**Task statement**
Return each line of the entries that mentions the word "RibbonResult".

-----

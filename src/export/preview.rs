use std::path::Path;

use anyhow::Context as _;

use crate::foundation::{
    error::{RibbonError, RibbonResult},
    math::unpremultiply_rgba8_in_place,
};

/// Rasterize an SVG document into straight-alpha RGBA8 at `width × height`.
pub fn rasterize_svg(svg: &str, width: u32, height: u32) -> RibbonResult<Vec<u8>> {
    let tree = usvg::Tree::from_str(svg, &usvg::Options::default())
        .map_err(|e| RibbonError::evaluation(format!("svg parse failed: {e}")))?;

    let mut pixmap = resvg::tiny_skia::Pixmap::new(width, height)
        .ok_or_else(|| RibbonError::evaluation("failed to allocate svg pixmap"))?;

    let sx = (width as f32) / tree.size().width();
    let sy = (height as f32) / tree.size().height();
    let xform = resvg::tiny_skia::Transform::from_scale(sx, sy);
    resvg::render(&tree, xform, &mut pixmap.as_mut());

    let mut data = pixmap.data().to_vec();
    unpremultiply_rgba8_in_place(&mut data);
    Ok(data)
}

/// Write a PNG preview of `svg` next to it.
pub fn write_png_preview(svg: &str, size: u32, path: &Path) -> RibbonResult<()> {
    let data = rasterize_svg(svg, size, size)?;
    image::save_buffer_with_format(
        path,
        &data,
        size,
        size,
        image::ColorType::Rgba8,
        image::ImageFormat::Png,
    )
    .with_context(|| format!("write png preview '{}'", path.display()))?;
    Ok(())
}
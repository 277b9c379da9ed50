use super::*;
use crate::render::{scheduler::FrameQueue, surface::RecordingSurface};

fn small_cfg() -> RibbonConfig {
    RibbonConfig {
        line_count: 5,
        steps_per_strand: 16,
        ..RibbonConfig::site_default()
    }
}

fn renderer(opts: RendererOpts) -> RibbonRenderer {
    RibbonRenderer::new(small_cfg(), SeedState::new(2024.0), opts).unwrap()
}

#[test]
fn invalid_config_is_rejected_up_front() {
    let cfg = RibbonConfig {
        line_count: 0,
        ..RibbonConfig::default()
    };
    assert!(RibbonRenderer::new(cfg, SeedState::new(1.0), RendererOpts::default()).is_err());
}

#[test]
fn zero_geometry_does_no_work_and_stays_stopped() {
    let mut r = renderer(RendererOpts::default());
    let mut surface = RecordingSurface::new();
    let mut queue = FrameQueue::new();

    let out = r
        .resize(ViewportGeometry::new(0.0, 0.0, 1.0), &mut surface)
        .unwrap();
    assert_eq!(out, ResizeOutcome::Rejected);
    assert!(!r.start(&mut queue));
    assert!(!r.is_running());
    assert!(!r.is_initialized());

    assert_eq!(r.tick(&mut surface, &mut queue).unwrap(), FrameOutcome::Idle);
    assert!(surface.events().is_empty());
    assert_eq!(queue.requested_total(), 0);
    assert_eq!(r.time(), 0.0);
}

#[test]
fn negative_geometry_is_rejected() {
    let mut r = renderer(RendererOpts::default());
    let mut surface = RecordingSurface::new();
    let out = r
        .resize(ViewportGeometry::new(800.0, -5.0, 1.0), &mut surface)
        .unwrap();
    assert_eq!(out, ResizeOutcome::Rejected);
    assert!(r.viewport().is_none());
}

#[test]
fn normal_geometry_draws_every_frame() {
    let mut r = renderer(RendererOpts::default());
    let mut surface = RecordingSurface::new();
    let mut queue = FrameQueue::new();

    let out = r
        .resize(ViewportGeometry::new(800.0, 600.0, 1.0), &mut surface)
        .unwrap();
    assert_eq!(
        out,
        ResizeOutcome::Ready {
            buffer: (800, 600),
            clamped: false,
            skip_frames: 0
        }
    );
    assert!(r.start(&mut queue));
    assert!(r.is_initialized());
    assert!(r.is_running());

    for _ in 0..4 {
        assert!(queue.take());
        assert_eq!(r.tick(&mut surface, &mut queue).unwrap(), FrameOutcome::Drawn);
    }
    assert_eq!(surface.clear_count(), 4);
    assert_eq!(surface.stroke_count(), 4 * 5);
    assert_eq!(queue.pending(), 1);
}

#[test]
fn tall_geometry_is_clamped_and_throttled() {
    let mut r = renderer(RendererOpts::default());
    let mut surface = RecordingSurface::new();
    let mut queue = FrameQueue::new();

    let out = r
        .resize(ViewportGeometry::new(800.0, 6000.0, 1.0), &mut surface)
        .unwrap();
    assert_eq!(
        out,
        ResizeOutcome::Ready {
            buffer: (800, 5000),
            clamped: true,
            skip_frames: 1
        }
    );
    assert_eq!(r.viewport().unwrap().height, 5000.0);
    r.start(&mut queue);

    let mut drawn = 0;
    let mut skipped = 0;
    for _ in 0..10 {
        assert!(queue.take());
        match r.tick(&mut surface, &mut queue).unwrap() {
            FrameOutcome::Drawn => drawn += 1,
            FrameOutcome::Skipped => skipped += 1,
            FrameOutcome::Idle => panic!("tall surface should not idle"),
        }
    }
    assert_eq!((drawn, skipped), (5, 5));
    assert_eq!(surface.clear_count(), 5);
}

#[test]
fn skipping_does_not_change_clock_rate() {
    let mut short = renderer(RendererOpts::default());
    let mut tall = renderer(RendererOpts::default());
    let mut s1 = RecordingSurface::new();
    let mut s2 = RecordingSurface::new();
    let mut q1 = FrameQueue::new();
    let mut q2 = FrameQueue::new();
    short
        .resize(ViewportGeometry::new(800.0, 600.0, 1.0), &mut s1)
        .unwrap();
    tall.resize(ViewportGeometry::new(800.0, 6000.0, 1.0), &mut s2)
        .unwrap();

    for _ in 0..7 {
        short.tick(&mut s1, &mut q1).unwrap();
        tall.tick(&mut s2, &mut q2).unwrap();
    }
    assert_eq!(short.time(), tall.time());
    assert!(short.time() > 0.0);
}

#[test]
fn resize_sequence_recovers_after_invalid_size() {
    let mut r = renderer(RendererOpts::default());
    let mut surface = RecordingSurface::new();
    let mut queue = FrameQueue::new();

    r.resize(ViewportGeometry::new(0.0, 0.0, 1.0), &mut surface)
        .unwrap();
    assert_eq!(r.tick(&mut surface, &mut queue).unwrap(), FrameOutcome::Idle);
    assert_eq!(surface.stroke_count(), 0);

    r.resize(ViewportGeometry::new(800.0, 600.0, 1.0), &mut surface)
        .unwrap();
    assert!(r.start(&mut queue));
    assert_eq!(r.tick(&mut surface, &mut queue).unwrap(), FrameOutcome::Drawn);
    assert_eq!(r.skip_frames(), 0);

    r.resize(ViewportGeometry::new(800.0, 6000.0, 1.0), &mut surface)
        .unwrap();
    assert_eq!(r.skip_frames(), 1);
    assert_eq!(surface.last_resize(), Some((800, 5000, 1.0)));
}

#[test]
fn device_pixel_ratio_is_clamped() {
    let mut r = renderer(RendererOpts::default());
    let mut surface = RecordingSurface::new();
    r.resize(ViewportGeometry::new(400.0, 300.0, 3.0), &mut surface)
        .unwrap();
    assert_eq!(surface.last_resize(), Some((800, 600, 2.0)));

    r.resize(ViewportGeometry::new(400.0, 300.0, 0.0), &mut surface)
        .unwrap();
    assert_eq!(surface.last_resize(), Some((400, 300, 1.0)));
}

#[test]
fn motion_disabled_draws_once_and_never_schedules() {
    let mut r = renderer(RendererOpts {
        motion: false,
        ..RendererOpts::default()
    });
    let mut surface = RecordingSurface::new();
    let mut queue = FrameQueue::new();

    r.resize(ViewportGeometry::new(640.0, 480.0, 1.0), &mut surface)
        .unwrap();
    assert_eq!(surface.clear_count(), 1);
    assert_eq!(surface.stroke_count(), 5);

    assert!(r.start(&mut queue));
    assert!(!r.is_running());
    assert_eq!(queue.requested_total(), 0);

    assert_eq!(r.tick(&mut surface, &mut queue).unwrap(), FrameOutcome::Drawn);
    assert!(!r.is_running());
    assert_eq!(queue.requested_total(), 0);
    assert_eq!(r.time(), 0.0);
}

#[test]
fn strokes_carry_gradient_and_sample_count() {
    let mut r = renderer(RendererOpts::default());
    let mut surface = RecordingSurface::new();
    r.resize(ViewportGeometry::new(800.0, 600.0, 1.0), &mut surface)
        .unwrap();
    r.draw(&mut surface).unwrap();

    let cfg = small_cfg();
    let strokes: Vec<_> = surface.strokes().collect();
    assert_eq!(strokes.len(), cfg.line_count);
    for (points, style) in &strokes {
        assert_eq!(points.len(), cfg.steps_per_strand + 1);
        assert_eq!(style.width, cfg.line_width);
    }
    assert_eq!(strokes[0].1.color, cfg.gradient.start);
    assert_eq!(strokes[2].1.color, cfg.gradient.mid);
    assert_eq!(strokes[4].1.color, cfg.gradient.end);
}

#[test]
fn separate_instances_do_not_interfere() {
    let mut a = renderer(RendererOpts::default());
    let mut b = renderer(RendererOpts::default());
    let mut sa = RecordingSurface::new();
    let mut sb = RecordingSurface::new();
    let mut q = FrameQueue::new();
    a.resize(ViewportGeometry::new(800.0, 600.0, 1.0), &mut sa)
        .unwrap();
    b.resize(ViewportGeometry::new(800.0, 600.0, 1.0), &mut sb)
        .unwrap();

    for _ in 0..3 {
        a.tick(&mut sa, &mut q).unwrap();
    }
    assert_eq!(b.time(), 0.0);
    b.tick(&mut sb, &mut q).unwrap();
    assert_ne!(a.time(), b.time());
}

#[test]
fn turning_motion_off_freezes_on_the_current_frame() {
    let mut r = renderer(RendererOpts::default());
    let mut twin = renderer(RendererOpts::default());
    let mut surface = RecordingSurface::new();
    let mut twin_surface = RecordingSurface::new();
    let mut queue = FrameQueue::new();
    let mut twin_queue = FrameQueue::new();
    let size = ViewportGeometry::new(800.0, 600.0, 1.0);
    r.resize(size, &mut surface).unwrap();
    twin.resize(size, &mut twin_surface).unwrap();
    assert!(r.start(&mut queue));
    assert!(twin.start(&mut twin_queue));

    for _ in 0..5 {
        assert!(queue.take());
        r.tick(&mut surface, &mut queue).unwrap();
        assert!(twin_queue.take());
        twin.tick(&mut twin_surface, &mut twin_queue).unwrap();
    }
    surface.take_events();
    twin_surface.take_events();

    r.set_motion(false, &mut queue);
    let stopped_at = r.time();
    let requested = queue.requested_total();

    assert!(queue.take());
    assert_eq!(r.tick(&mut surface, &mut queue).unwrap(), FrameOutcome::Drawn);
    let last = surface.take_events();
    assert!(!r.is_running());
    assert_eq!(queue.pending(), 0);
    assert_eq!(queue.requested_total(), requested);
    assert_eq!(r.time(), stopped_at);

    // The final frame continues the animation instead of snapping back to the start.
    twin.tick(&mut twin_surface, &mut twin_queue).unwrap();
    assert_eq!(last, twin_surface.take_events());

    r.draw(&mut surface).unwrap();
    assert_eq!(surface.take_events(), last);

    let mut fresh = renderer(RendererOpts::default());
    let mut fresh_surface = RecordingSurface::new();
    fresh.resize(size, &mut fresh_surface).unwrap();
    fresh.draw(&mut fresh_surface).unwrap();
    assert_ne!(fresh_surface.take_events(), last);
}

#[test]
fn turning_motion_back_on_resumes_a_stopped_renderer() {
    let mut r = renderer(RendererOpts {
        motion: false,
        ..RendererOpts::default()
    });
    let mut surface = RecordingSurface::new();
    let mut queue = FrameQueue::new();

    // Not mounted yet: nothing to resume.
    r.set_motion(true, &mut queue);
    assert_eq!(queue.requested_total(), 0);
    r.set_motion(false, &mut queue);

    r.resize(ViewportGeometry::new(640.0, 480.0, 1.0), &mut surface)
        .unwrap();
    assert!(r.start(&mut queue));
    assert!(!r.is_running());
    assert_eq!(queue.requested_total(), 0);

    r.set_motion(true, &mut queue);
    assert!(r.is_running());
    assert_eq!(queue.pending(), 1);
    r.set_motion(true, &mut queue);
    assert_eq!(queue.requested_total(), 1);

    assert!(queue.take());
    assert_eq!(r.tick(&mut surface, &mut queue).unwrap(), FrameOutcome::Drawn);
    assert!(r.time() > 0.0);
    assert_eq!(queue.pending(), 1);
}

-----

**Solution**
    error::{RibbonError, RibbonResult},
pub fn rasterize_svg(svg: &str, width: u32, height: u32) -> RibbonResult<Vec<u8>> {
pub fn write_png_preview(svg: &str, size: u32, path: &Path) -> RibbonResult<()> {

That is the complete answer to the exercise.